PROBLEM STATEMENT -
Go over the listing below line by line, and return each one holding the string "Unknown".

RECORD EXCERPTS -
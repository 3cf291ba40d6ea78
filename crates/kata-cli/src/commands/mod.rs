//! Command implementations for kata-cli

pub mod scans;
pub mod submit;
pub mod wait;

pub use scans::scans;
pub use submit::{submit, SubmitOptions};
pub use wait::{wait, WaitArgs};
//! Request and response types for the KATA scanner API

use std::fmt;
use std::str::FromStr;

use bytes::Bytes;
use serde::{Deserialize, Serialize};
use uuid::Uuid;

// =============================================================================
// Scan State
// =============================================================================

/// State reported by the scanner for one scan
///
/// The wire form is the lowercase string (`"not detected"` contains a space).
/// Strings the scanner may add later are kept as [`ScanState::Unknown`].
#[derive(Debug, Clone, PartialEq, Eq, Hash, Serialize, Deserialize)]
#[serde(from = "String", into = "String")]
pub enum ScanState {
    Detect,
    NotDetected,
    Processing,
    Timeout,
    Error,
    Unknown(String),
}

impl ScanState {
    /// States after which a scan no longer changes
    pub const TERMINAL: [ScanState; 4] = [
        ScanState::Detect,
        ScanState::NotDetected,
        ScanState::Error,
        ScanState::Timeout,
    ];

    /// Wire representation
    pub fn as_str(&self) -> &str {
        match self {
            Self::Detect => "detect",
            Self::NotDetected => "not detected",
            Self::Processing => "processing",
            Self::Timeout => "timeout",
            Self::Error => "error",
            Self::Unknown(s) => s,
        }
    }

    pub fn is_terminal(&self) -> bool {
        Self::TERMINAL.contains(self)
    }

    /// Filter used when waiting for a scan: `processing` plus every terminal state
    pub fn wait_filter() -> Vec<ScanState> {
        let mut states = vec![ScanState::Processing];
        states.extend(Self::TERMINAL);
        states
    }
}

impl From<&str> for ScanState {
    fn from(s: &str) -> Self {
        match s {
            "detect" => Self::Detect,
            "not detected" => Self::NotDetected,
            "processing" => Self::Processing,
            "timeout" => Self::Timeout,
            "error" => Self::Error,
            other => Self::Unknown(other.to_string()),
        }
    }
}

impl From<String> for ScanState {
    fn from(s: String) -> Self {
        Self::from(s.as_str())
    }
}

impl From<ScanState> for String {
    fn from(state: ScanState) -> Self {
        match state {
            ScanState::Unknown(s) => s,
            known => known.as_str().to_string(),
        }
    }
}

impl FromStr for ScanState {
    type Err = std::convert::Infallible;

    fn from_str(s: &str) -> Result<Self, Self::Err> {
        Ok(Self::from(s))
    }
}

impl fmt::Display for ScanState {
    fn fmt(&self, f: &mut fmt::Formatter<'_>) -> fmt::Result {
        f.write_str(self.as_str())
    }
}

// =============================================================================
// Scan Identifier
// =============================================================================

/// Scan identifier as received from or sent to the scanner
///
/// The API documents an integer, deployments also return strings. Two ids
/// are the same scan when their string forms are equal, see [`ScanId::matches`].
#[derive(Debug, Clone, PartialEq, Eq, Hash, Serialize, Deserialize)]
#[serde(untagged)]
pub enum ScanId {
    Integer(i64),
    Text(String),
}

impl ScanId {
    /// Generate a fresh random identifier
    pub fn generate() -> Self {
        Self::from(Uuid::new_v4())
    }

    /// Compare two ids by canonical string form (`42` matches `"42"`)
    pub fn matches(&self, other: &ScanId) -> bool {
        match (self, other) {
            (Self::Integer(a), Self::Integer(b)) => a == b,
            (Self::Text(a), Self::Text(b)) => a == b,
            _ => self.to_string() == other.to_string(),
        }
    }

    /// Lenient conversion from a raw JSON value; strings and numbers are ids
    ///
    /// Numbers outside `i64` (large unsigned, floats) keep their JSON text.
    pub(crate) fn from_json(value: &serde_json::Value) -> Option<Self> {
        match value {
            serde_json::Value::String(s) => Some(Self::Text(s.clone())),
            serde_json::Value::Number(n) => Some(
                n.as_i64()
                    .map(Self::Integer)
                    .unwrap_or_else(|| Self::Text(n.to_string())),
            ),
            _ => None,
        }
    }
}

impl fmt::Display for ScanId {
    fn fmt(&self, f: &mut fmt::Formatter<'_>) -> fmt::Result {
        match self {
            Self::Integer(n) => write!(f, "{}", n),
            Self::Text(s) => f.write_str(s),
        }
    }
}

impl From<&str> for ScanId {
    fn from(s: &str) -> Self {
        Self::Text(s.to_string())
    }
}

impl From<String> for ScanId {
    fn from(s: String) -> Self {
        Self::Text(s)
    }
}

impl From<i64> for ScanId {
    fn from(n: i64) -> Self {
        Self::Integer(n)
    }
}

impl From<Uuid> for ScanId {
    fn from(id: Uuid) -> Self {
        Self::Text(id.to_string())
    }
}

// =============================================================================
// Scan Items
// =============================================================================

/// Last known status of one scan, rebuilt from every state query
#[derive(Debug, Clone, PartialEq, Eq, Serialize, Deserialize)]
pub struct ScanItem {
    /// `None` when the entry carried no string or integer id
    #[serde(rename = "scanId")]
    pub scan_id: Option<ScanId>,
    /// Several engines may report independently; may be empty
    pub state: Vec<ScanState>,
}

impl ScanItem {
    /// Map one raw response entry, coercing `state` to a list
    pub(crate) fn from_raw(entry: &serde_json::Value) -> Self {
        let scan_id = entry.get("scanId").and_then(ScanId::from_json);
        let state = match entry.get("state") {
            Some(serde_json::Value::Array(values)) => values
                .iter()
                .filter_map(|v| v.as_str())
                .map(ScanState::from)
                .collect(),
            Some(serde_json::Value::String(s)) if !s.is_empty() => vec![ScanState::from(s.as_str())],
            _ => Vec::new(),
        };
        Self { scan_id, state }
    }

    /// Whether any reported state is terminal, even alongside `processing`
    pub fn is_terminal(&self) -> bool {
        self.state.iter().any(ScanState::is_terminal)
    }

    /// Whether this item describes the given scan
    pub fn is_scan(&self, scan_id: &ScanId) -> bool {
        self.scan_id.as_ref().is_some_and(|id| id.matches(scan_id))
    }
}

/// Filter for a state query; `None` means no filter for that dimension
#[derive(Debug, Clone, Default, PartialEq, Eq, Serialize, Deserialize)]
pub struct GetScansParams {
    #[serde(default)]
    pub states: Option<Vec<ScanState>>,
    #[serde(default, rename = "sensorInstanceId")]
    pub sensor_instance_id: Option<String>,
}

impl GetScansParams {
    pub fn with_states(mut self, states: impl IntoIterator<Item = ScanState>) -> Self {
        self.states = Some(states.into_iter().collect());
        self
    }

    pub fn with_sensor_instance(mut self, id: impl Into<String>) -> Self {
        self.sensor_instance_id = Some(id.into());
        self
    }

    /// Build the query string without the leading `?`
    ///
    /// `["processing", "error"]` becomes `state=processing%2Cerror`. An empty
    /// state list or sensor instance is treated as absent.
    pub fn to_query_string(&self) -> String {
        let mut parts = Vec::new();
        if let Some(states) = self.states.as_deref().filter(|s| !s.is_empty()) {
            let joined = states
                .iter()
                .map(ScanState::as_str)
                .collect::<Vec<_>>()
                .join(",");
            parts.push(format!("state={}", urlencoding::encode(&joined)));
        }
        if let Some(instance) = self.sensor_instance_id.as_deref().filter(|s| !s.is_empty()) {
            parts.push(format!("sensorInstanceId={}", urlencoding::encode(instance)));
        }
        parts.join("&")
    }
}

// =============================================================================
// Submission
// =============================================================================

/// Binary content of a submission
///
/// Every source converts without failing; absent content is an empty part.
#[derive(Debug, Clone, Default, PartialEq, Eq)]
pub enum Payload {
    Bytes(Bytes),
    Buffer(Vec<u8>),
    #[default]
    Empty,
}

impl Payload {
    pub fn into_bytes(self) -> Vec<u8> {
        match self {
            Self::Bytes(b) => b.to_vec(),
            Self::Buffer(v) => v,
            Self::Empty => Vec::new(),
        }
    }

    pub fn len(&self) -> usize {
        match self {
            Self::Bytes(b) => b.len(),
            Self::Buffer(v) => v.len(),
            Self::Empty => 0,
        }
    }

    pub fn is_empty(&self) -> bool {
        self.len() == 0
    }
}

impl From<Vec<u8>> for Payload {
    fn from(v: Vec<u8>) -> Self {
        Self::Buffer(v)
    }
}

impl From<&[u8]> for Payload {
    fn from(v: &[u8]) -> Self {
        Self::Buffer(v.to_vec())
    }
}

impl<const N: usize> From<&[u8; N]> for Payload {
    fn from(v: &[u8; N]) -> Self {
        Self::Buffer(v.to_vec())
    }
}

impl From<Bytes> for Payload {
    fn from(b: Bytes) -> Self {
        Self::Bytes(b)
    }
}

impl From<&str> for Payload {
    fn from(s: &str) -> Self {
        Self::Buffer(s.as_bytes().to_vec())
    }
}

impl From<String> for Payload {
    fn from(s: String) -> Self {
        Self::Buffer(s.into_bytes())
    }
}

RESPONSE TO THIS TASK -
/// Strings the scanner may add later are kept as [`ScanState::Unknown`].
    Unknown(String),
            Self::Unknown(s) => s,
            other => Self::Unknown(other.to_string()),
            ScanState::Unknown(s) => s,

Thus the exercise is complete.